EXERCISE DIRECTIONS: With the line containing "let handshaking = Arc::clone(&channel);" as the starting point, output the remaining lines of the data exactly as they are, through the last.

Start of DATA PROVIDED

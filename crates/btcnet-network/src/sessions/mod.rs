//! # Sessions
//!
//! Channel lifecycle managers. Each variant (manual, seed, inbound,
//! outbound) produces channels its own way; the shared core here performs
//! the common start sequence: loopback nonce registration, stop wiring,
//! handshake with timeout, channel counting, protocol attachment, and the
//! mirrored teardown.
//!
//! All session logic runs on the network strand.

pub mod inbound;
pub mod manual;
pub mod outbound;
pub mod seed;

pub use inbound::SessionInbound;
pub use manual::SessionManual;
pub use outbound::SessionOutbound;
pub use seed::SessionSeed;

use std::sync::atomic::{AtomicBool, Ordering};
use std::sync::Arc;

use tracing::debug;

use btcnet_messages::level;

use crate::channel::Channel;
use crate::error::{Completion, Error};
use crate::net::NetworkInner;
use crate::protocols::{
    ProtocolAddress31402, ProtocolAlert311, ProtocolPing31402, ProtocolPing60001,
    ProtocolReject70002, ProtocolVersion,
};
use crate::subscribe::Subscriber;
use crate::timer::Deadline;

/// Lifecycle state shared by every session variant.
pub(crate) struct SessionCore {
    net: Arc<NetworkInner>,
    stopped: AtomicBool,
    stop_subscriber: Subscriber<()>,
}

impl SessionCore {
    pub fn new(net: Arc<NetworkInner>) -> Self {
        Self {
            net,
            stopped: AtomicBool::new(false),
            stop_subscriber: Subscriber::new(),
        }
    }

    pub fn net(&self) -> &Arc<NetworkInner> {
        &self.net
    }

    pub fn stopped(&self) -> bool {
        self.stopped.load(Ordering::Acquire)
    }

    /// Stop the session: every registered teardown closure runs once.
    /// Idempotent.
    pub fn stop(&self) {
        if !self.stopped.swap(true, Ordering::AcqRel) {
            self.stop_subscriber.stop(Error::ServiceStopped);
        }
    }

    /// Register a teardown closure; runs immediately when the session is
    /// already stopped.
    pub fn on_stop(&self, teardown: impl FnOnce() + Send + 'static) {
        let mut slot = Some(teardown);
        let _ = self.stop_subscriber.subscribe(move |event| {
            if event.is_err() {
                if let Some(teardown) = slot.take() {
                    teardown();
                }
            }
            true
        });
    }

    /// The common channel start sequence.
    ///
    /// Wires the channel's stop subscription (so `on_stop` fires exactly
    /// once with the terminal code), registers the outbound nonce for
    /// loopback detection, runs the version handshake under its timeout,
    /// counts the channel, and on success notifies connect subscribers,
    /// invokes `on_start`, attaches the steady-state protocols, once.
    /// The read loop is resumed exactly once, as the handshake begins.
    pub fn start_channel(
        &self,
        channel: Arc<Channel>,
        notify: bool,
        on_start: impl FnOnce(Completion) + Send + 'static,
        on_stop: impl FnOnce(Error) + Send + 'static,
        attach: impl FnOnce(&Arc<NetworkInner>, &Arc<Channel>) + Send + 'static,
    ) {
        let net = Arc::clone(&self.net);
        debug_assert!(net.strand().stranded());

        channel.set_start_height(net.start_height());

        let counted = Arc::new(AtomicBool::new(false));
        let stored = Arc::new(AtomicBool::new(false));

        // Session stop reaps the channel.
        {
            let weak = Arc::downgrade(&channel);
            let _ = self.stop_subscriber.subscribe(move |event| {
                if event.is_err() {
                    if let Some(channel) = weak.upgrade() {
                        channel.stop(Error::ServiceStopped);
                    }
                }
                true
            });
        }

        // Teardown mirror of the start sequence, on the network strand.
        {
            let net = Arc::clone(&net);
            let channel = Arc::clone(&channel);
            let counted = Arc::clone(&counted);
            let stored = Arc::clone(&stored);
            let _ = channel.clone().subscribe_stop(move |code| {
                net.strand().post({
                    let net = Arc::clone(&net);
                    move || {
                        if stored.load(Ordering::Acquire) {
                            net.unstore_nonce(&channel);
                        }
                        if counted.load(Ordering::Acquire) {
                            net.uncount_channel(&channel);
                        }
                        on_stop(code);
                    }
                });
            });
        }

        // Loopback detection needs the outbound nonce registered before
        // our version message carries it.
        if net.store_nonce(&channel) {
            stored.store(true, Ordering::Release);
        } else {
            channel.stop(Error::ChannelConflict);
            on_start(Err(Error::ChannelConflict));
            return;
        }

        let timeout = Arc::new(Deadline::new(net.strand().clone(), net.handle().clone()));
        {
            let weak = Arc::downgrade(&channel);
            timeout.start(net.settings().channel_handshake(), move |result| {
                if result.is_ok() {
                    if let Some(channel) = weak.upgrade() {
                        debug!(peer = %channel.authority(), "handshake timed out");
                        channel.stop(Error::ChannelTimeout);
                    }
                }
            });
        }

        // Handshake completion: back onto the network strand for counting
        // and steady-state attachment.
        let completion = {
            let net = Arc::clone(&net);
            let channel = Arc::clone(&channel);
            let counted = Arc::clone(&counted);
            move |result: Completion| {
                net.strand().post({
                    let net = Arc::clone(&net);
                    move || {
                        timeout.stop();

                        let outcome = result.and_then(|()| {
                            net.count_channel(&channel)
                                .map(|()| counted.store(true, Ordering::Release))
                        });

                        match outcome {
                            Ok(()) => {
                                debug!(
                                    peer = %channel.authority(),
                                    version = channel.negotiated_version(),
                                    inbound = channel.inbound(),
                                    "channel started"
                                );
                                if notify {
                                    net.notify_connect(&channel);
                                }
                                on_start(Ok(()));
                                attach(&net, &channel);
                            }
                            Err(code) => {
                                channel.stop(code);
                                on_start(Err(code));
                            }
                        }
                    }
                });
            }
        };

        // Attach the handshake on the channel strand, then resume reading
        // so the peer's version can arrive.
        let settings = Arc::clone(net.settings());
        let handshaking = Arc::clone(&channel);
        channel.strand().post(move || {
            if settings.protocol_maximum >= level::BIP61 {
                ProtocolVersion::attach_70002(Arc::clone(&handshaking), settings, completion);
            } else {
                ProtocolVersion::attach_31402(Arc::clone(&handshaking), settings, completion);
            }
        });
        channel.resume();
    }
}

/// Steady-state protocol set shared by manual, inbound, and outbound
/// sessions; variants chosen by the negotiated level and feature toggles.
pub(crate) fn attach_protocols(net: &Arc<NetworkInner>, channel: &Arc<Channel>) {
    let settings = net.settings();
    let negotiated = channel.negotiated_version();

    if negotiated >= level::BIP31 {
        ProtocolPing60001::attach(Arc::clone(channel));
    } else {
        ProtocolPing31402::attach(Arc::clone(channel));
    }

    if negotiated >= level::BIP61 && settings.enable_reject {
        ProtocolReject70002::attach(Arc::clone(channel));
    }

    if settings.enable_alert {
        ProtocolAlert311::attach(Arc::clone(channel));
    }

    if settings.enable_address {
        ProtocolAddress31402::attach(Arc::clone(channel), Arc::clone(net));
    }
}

End of DATA PROVIDED

ANSWER SPACE:
        let handshaking = Arc::clone(&channel);
        channel.strand().post(move || {
            if settings.protocol_maximum >= level::BIP61 {
                ProtocolVersion::attach_70002(Arc::clone(&handshaking), settings, completion);
            } else {
                ProtocolVersion::attach_31402(Arc::clone(&handshaking), settings, completion);
            }
        });
        channel.resume();
    }
}

/// Steady-state protocol set shared by manual, inbound, and outbound
/// sessions; variants chosen by the negotiated level and feature toggles.
pub(crate) fn attach_protocols(net: &Arc<NetworkInner>, channel: &Arc<Channel>) {
    let settings = net.settings();
    let negotiated = channel.negotiated_version();

    if negotiated >= level::BIP31 {
        ProtocolPing60001::attach(Arc::clone(channel));
    } else {
        ProtocolPing31402::attach(Arc::clone(channel));
    }

    if negotiated >= level::BIP61 && settings.enable_reject {
        ProtocolReject70002::attach(Arc::clone(channel));
    }

    if settings.enable_alert {
        ProtocolAlert311::attach(Arc::clone(channel));
    }

    if settings.enable_address {
        ProtocolAddress31402::attach(Arc::clone(channel), Arc::clone(net));
    }
}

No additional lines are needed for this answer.